Most important of these geniuses by far were Giambologna (1529-1608), a Flemish artist who settled in Florence, and his premier assistant, Antonio Susini (1558-1624), who had a gift for casting and also inherited his master’s molds. Giambologna, for example, developed a flowing, serpentine pose under the influence of Michelangelo’s “The Genius of Victory” sculpture. Giambologna’s variation is evident in “Astronomy” (early 1570s), whose shoulders twist away from her hips, while her elegantly coifed head turns back again. (It’s like a seated twist in yoga, except standing.)
The repercussions of “Astronomy” spiral through several works by Susini and sometimes his nephew Gianfrancesco Susini. First there is the astounding “Rape of a Sabine,” from around 1585, a rotating column of bent and straight limbs, exclamatory hands (rigid fingers, separated) and emotions. Nearby, three works share a single pedestal, each depicting a Herculean labor (those involving the hydra, a centaur and Antaeus). Their entwined figures form one of the most heated sculptural moments in a New York museum. Note the amazing red-and-black patina and its effect on the straining bodies of “Hercules Slaying a Centaur.”
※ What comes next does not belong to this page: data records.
use std::fmt::Debug;
use std::sync::{Arc, Mutex, OnceLock, PoisonError};

use chrono::{DateTime, Utc};
use tracing::{debug, error, warn};

use crate::cmd::CommandDictionary;
use crate::evr::EvrDictionary;
use crate::{Error, Result, Value};

use super::DataType;

/// Seconds between the Unix epoch and the GPS epoch, 1980-01-06T00:00:00Z.
pub const GPS_EPOCH_UNIX: i64 = 315_964_800;

const NANOS_PER_SEC: u64 = 1_000_000_000;

type Resolver<D> = Box<dyn Fn() -> Option<Arc<D>> + Send + Sync>;

/// Reference to an external dictionary that is either bound explicitly or resolved on first
/// use. Resolution happens at most once, even with concurrent first access.
pub struct DictionaryBinding<D> {
    kind: &'static str,
    cell: OnceLock<Arc<D>>,
    resolver: Mutex<Option<Resolver<D>>>,
}

impl<D> Debug for DictionaryBinding<D> {
    fn fmt(&self, f: &mut std::fmt::Formatter<'_>) -> std::fmt::Result {
        f.debug_struct("DictionaryBinding")
            .field("kind", &self.kind)
            .field("bound", &self.cell.get().is_some())
            .finish()
    }
}

impl<D> DictionaryBinding<D> {
    fn new(kind: &'static str) -> Self {
        Self {
            kind,
            cell: OnceLock::new(),
            resolver: Mutex::new(None),
        }
    }

    /// Bind `dict`.
    ///
    /// # Errors
    /// [Error::Schema] if a dictionary is already bound.
    pub fn bind(&self, dict: Arc<D>) -> Result<()> {
        self.cell
            .set(dict)
            .map_err(|_| Error::Schema(format!("{} dictionary already bound", self.kind)))?;
        debug!(kind = self.kind, "bound dictionary");
        Ok(())
    }

    /// Set the function used to resolve the dictionary the first time it is needed.
    pub fn set_resolver<F>(&self, resolver: F)
    where
        F: Fn() -> Option<Arc<D>> + Send + Sync + 'static,
    {
        let mut guard = self.resolver.lock().unwrap_or_else(PoisonError::into_inner);
        *guard = Some(Box::new(resolver));
    }

    #[must_use]
    pub fn is_bound(&self) -> bool {
        self.cell.get().is_some()
    }

    /// The bound dictionary, resolving it if necessary.
    ///
    /// # Errors
    /// [Error::UnboundDictionary] if nothing is bound and the resolver is missing or yields
    /// nothing.
    pub fn get(&self) -> Result<&Arc<D>> {
        if let Some(dict) = self.cell.get() {
            return Ok(dict);
        }
        let guard = self.resolver.lock().unwrap_or_else(PoisonError::into_inner);
        // another thread may have resolved while we waited on the lock
        if let Some(dict) = self.cell.get() {
            return Ok(dict);
        }
        if let Some(dict) = guard.as_ref().and_then(|resolve| resolve()) {
            debug!(kind = self.kind, "resolved dictionary");
            let _ = self.cell.set(dict);
        }
        self.cell.get().ok_or(Error::UnboundDictionary(self.kind))
    }
}

/// Big-endian 16-bit code shared by `CMD16` and `EVR16`.
fn code_of(bytes: &[u8]) -> Result<u16> {
    match bytes {
        [hi, lo, ..] => Ok(u16::from_be_bytes([*hi, *lo])),
        _ => Err(Error::NotEnoughData {
            actual: bytes.len(),
            minimum: 2,
        }),
    }
}

/// `CMD16`: a 16-bit opcode resolved against a command dictionary.
///
/// Unknown opcodes are an error when decoding, since command identity matters.
#[derive(Debug)]
pub struct CmdType {
    dict: DictionaryBinding<CommandDictionary>,
}

impl Default for CmdType {
    fn default() -> Self {
        Self {
            dict: DictionaryBinding::new("command"),
        }
    }
}

impl CmdType {
    #[must_use]
    pub fn dictionary(&self) -> &DictionaryBinding<CommandDictionary> {
        &self.dict
    }

    /// Bind the command dictionary. Shorthand for `dictionary().bind(..)`.
    ///
    /// # Errors
    /// See [DictionaryBinding::bind].
    pub fn bind(&self, dict: Arc<CommandDictionary>) -> Result<()> {
        self.dict.bind(dict)
    }
}

impl DataType for CmdType {
    fn name(&self) -> &str {
        "CMD16"
    }

    fn nbytes(&self) -> usize {
        2
    }

    fn encode(&self, value: &Value) -> Result<Vec<u8>> {
        let opcode = match value {
            Value::Command(defn) => defn.opcode(),
            Value::Str(name) => self
                .dict
                .get()?
                .get(name)
                .map(|d| d.opcode())
                .ok_or_else(|| Error::UnknownSymbol(format!("Unrecognized command: {name}")))?,
            Value::Int(code) => {
                let code = u16::try_from(*code)
                    .map_err(|_| Error::OutOfRange(format!("opcode {code} exceeds 16 bits")))?;
                if self.dict.get()?.get_opcode(code).is_none() {
                    return Err(Error::UnknownSymbol(format!(
                        "Unrecognized command opcode: {code}"
                    )));
                }
                code
            }
            other => {
                return Err(Error::TypeMismatch {
                    type_name: "CMD16".to_string(),
                    expected: "command name".to_string(),
                    got: other.kind().to_string(),
                })
            }
        };
        Ok(opcode.to_be_bytes().to_vec())
    }

    fn decode(&self, bytes: &[u8], raw: bool) -> Result<Value> {
        let opcode = code_of(bytes)?;
        if raw {
            return Ok(Value::from(opcode));
        }
        match self.dict.get()?.get_opcode(opcode) {
            Some(defn) => Ok(Value::Command(defn.clone())),
            None => Err(Error::UnknownSymbol(format!(
                "Unrecognized command opcode: {opcode}"
            ))),
        }
    }
}

/// `EVR16`: a 16-bit event code resolved against an EVR dictionary.
///
/// Unknown codes decode to the raw code with a warning.
#[derive(Debug)]
pub struct EvrType {
    dict: DictionaryBinding<EvrDictionary>,
}

impl Default for EvrType {
    fn default() -> Self {
        Self {
            dict: DictionaryBinding::new("evr"),
        }
    }
}

impl EvrType {
    #[must_use]
    pub fn dictionary(&self) -> &DictionaryBinding<EvrDictionary> {
        &self.dict
    }

    /// Bind the EVR dictionary.
    ///
    /// # Errors
    /// See [DictionaryBinding::bind].
    pub fn bind(&self, dict: Arc<EvrDictionary>) -> Result<()> {
        self.dict.bind(dict)
    }
}

impl DataType for EvrType {
    fn name(&self) -> &str {
        "EVR16"
    }

    fn nbytes(&self) -> usize {
        2
    }

    fn encode(&self, value: &Value) -> Result<Vec<u8>> {
        let code = match value {
            Value::Evr(defn) => defn.code(),
            Value::Str(name) => match self.dict.get()?.get(name) {
                Some(defn) => defn.code(),
                None => {
                    error!(name = %name, "EVR name not in dictionary");
                    return Err(Error::UnknownSymbol(format!("Unrecognized EVR: {name}")));
                }
            },
            Value::Int(code) => u16::try_from(*code)
                .map_err(|_| Error::OutOfRange(format!("EVR code {code} exceeds 16 bits")))?,
            other => {
                return Err(Error::TypeMismatch {
                    type_name: "EVR16".to_string(),
                    expected: "EVR name".to_string(),
                    got: other.kind().to_string(),
                })
            }
        };
        Ok(code.to_be_bytes().to_vec())
    }

    fn decode(&self, bytes: &[u8], raw: bool) -> Result<Value> {
        let code = code_of(bytes)?;
        if raw {
            return Ok(Value::from(code));
        }
        match self.dict.get()?.get_code(code) {
            Some(defn) => Ok(Value::Evr(defn.clone())),
            None => {
                warn!(code, "unrecognized EVR code");
                Ok(Value::from(code))
            }
        }
    }
}

#[derive(Debug, Clone, Copy, PartialEq, Eq)]
pub enum TimeKind {
    /// 1 byte of 1/256 second fine time.
    Time8,
    /// 4 bytes of GPS seconds.
    Time32,
    /// 4 bytes of GPS seconds followed by 1 byte of 1/256 second fine time.
    Time40,
    /// 4 bytes of GPS seconds followed by 4 bytes of nanoseconds.
    Time64,
}

/// GPS epoch based time codes. Leap seconds are not applied.
#[derive(Debug, Clone)]
pub struct TimeType {
    kind: TimeKind,
}

impl TimeType {
    #[must_use]
    pub fn new(kind: TimeKind) -> Self {
        Self { kind }
    }

    #[must_use]
    pub fn kind(&self) -> TimeKind {
        self.kind
    }

    fn mismatch(&self, expected: &str, value: &Value) -> Error {
        Error::TypeMismatch {
            type_name: self.name().to_string(),
            expected: expected.to_string(),
            got: value.kind().to_string(),
        }
    }

    fn gps_seconds(&self, t: &DateTime<Utc>) -> Result<u32> {
        let secs = t.timestamp() - GPS_EPOCH_UNIX;
        u32::try_from(secs)
            .map_err(|_| Error::OutOfRange(format!("{t} is not representable as {}", self.name())))
    }

    fn time_value(&self, value: &Value) -> Result<DateTime<Utc>> {
        value
            .as_time()
            .copied()
            .ok_or_else(|| self.mismatch("time", value))
    }

    /// Fine byte for a fraction of a second, truncating to 1/256 second.
    fn fine_from_nanos(nanos: u32) -> u8 {
        // nanos < 1e9 so the result is < 256
        (u64::from(nanos) * 256 / NANOS_PER_SEC) as u8
    }

    fn nanos_from_fine(fine: u8) -> u32 {
        (u64::from(fine) * NANOS_PER_SEC / 256) as u32
    }
}

fn from_gps(secs: u32, nanos: u32) -> Result<DateTime<Utc>> {
    DateTime::from_timestamp(GPS_EPOCH_UNIX + i64::from(secs), nanos)
        .ok_or_else(|| Error::OutOfRange(format!("invalid GPS time {secs}s {nanos}ns")))
}

fn be_u32(bytes: &[u8]) -> u32 {
    u32::from_be_bytes([bytes[0], bytes[1], bytes[2], bytes[3]])
}

impl DataType for TimeType {
    fn name(&self) -> &str {
        match self.kind {
            TimeKind::Time8 => "TIME8",
            TimeKind::Time32 => "TIME32",
            TimeKind::Time40 => "TIME40",
            TimeKind::Time64 => "TIME64",
        }
    }

    fn nbytes(&self) -> usize {
        match self.kind {
            TimeKind::Time8 => 1,
            TimeKind::Time32 => 4,
            TimeKind::Time40 => 5,
            TimeKind::Time64 => 8,
        }
    }

    fn encode(&self, value: &Value) -> Result<Vec<u8>> {
        match self.kind {
            TimeKind::Time8 => {
                let fine = match value {
                    Value::Time(t) => Self::fine_from_nanos(t.timestamp_subsec_nanos()),
                    v if v.is_numeric() => {
                        let frac = v.as_f64().unwrap_or_default();
                        if !(0.0..1.0).contains(&frac) {
                            return Err(Error::OutOfRange(format!(
                                "TIME8 fraction {frac} not in [0, 1)"
                            )));
                        }
                        (frac * 256.0) as u8
                    }
                    other => return Err(self.mismatch("time or fraction of a second", other)),
                };
                Ok(vec![fine])
            }
            TimeKind::Time32 => {
                let t = self.time_value(value)?;
                Ok(self.gps_seconds(&t)?.to_be_bytes().to_vec())
            }
            TimeKind::Time40 => {
                let t = self.time_value(value)?;
                let mut buf = self.gps_seconds(&t)?.to_be_bytes().to_vec();
                buf.push(Self::fine_from_nanos(t.timestamp_subsec_nanos()));
                Ok(buf)
            }
            TimeKind::Time64 => {
                let t = self.time_value(value)?;
                let mut buf = self.gps_seconds(&t)?.to_be_bytes().to_vec();
                // leap second representations carry nanos >= 1e9
                let nanos = t.timestamp_subsec_nanos().min(999_999_999);
                buf.extend(nanos.to_be_bytes());
                Ok(buf)
            }
        }
    }

    fn decode(&self, bytes: &[u8], raw: bool) -> Result<Value> {
        let nbytes = self.nbytes();
        if bytes.len() < nbytes {
            return Err(Error::NotEnoughData {
                actual: bytes.len(),
                minimum: nbytes,
            });
        }
        match self.kind {
            TimeKind::Time8 => {
                if raw {
                    Ok(Value::from(bytes[0]))
                } else {
                    Ok(Value::Float(f64::from(bytes[0]) / 256.0))
                }
            }
            TimeKind::Time32 => {
                let secs = be_u32(bytes);
                if raw {
                    Ok(Value::from(secs))
                } else {
                    Ok(Value::Time(from_gps(secs, 0)?))
                }
            }
            TimeKind::Time40 => {
                let secs = be_u32(bytes);
                let fine = bytes[4];
                if raw {
                    Ok(Value::Float(f64::from(secs) + f64::from(fine) / 256.0))
                } else {
                    Ok(Value::Time(from_gps(secs, Self::nanos_from_fine(fine))?))
                }
            }
            TimeKind::Time64 => {
                let secs = be_u32(bytes);
                let nanos = be_u32(&bytes[4..]);
                if u64::from(nanos) >= NANOS_PER_SEC {
                    return Err(Error::OutOfRange(format!(
                        "TIME64 nanoseconds {nanos} exceed one second"
                    )));
                }
                if raw {
                    Ok(Value::Float(f64::from(secs) + f64::from(nanos) / 1e9))
                } else {
                    Ok(Value::Time(from_gps(secs, nanos)?))
                }
            }
        }
    }

    fn validate(&self, value: &Value, messages: &mut Vec<String>, prefix: Option<&str>) -> bool {
        let ok = match self.kind {
            TimeKind::Time8 => value.is_numeric() || value.as_time().is_some(),
            _ => value.as_time().is_some(),
        };
        if !ok {
            let prefix = prefix.unwrap_or("Value");
            messages.push(format!("{prefix} '{value}' is not a valid {}.", self.name()));
        }
        ok
    }

    fn as_time(&self) -> Option<&TimeType> {
        Some(self)
    }
}
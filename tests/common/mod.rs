use std::path::PathBuf;

use gds::schema::{Dictionaries, Schema};
use gds::types::TypeRegistry;

pub fn fixture_path(name: &str) -> PathBuf {
    let mut path =
        PathBuf::from(std::env::var("CARGO_MANIFEST_DIR").expect("CARGO_MANIFEST_DIR not set"));
    path.push("tests/fixtures");
    path.push(name);
    path
}

/// Dictionaries built from the shared schema fixture with a fresh registry.
pub fn load_fixture() -> (TypeRegistry, Dictionaries) {
    let registry = TypeRegistry::default();
    let dicts = Schema::with_file(fixture_path("schema.json"))
        .unwrap()
        .build(&registry)
        .unwrap();
    (registry, dicts)
}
For a pause in the action, there is Susini’s “Sleeping Venus” (also after Giambologna), notable for her robust, relaxed body, long neck and possible snoring. The extra-large hands and feet, which are not unusual in this company, seem to add power.
The show rounds out with a tiny upstairs gallery in which Ms. Allen has quarantined five religious bronzes, grouped with other works from the Hill collection. Suffice it to say that a graceful gilded bronze of the dead Christ by Susini after Giambologna hangs next to the visibly suffering “Christ as the Man of Sorrows With Two Angels,” by Giovanni di Paolo, in a sheltering gilded frame. Nearby, a semi-abstract Crucifixion in ceramic with dark metallic glazes by the postwar Italian artist Lucio Fontana is not out of place.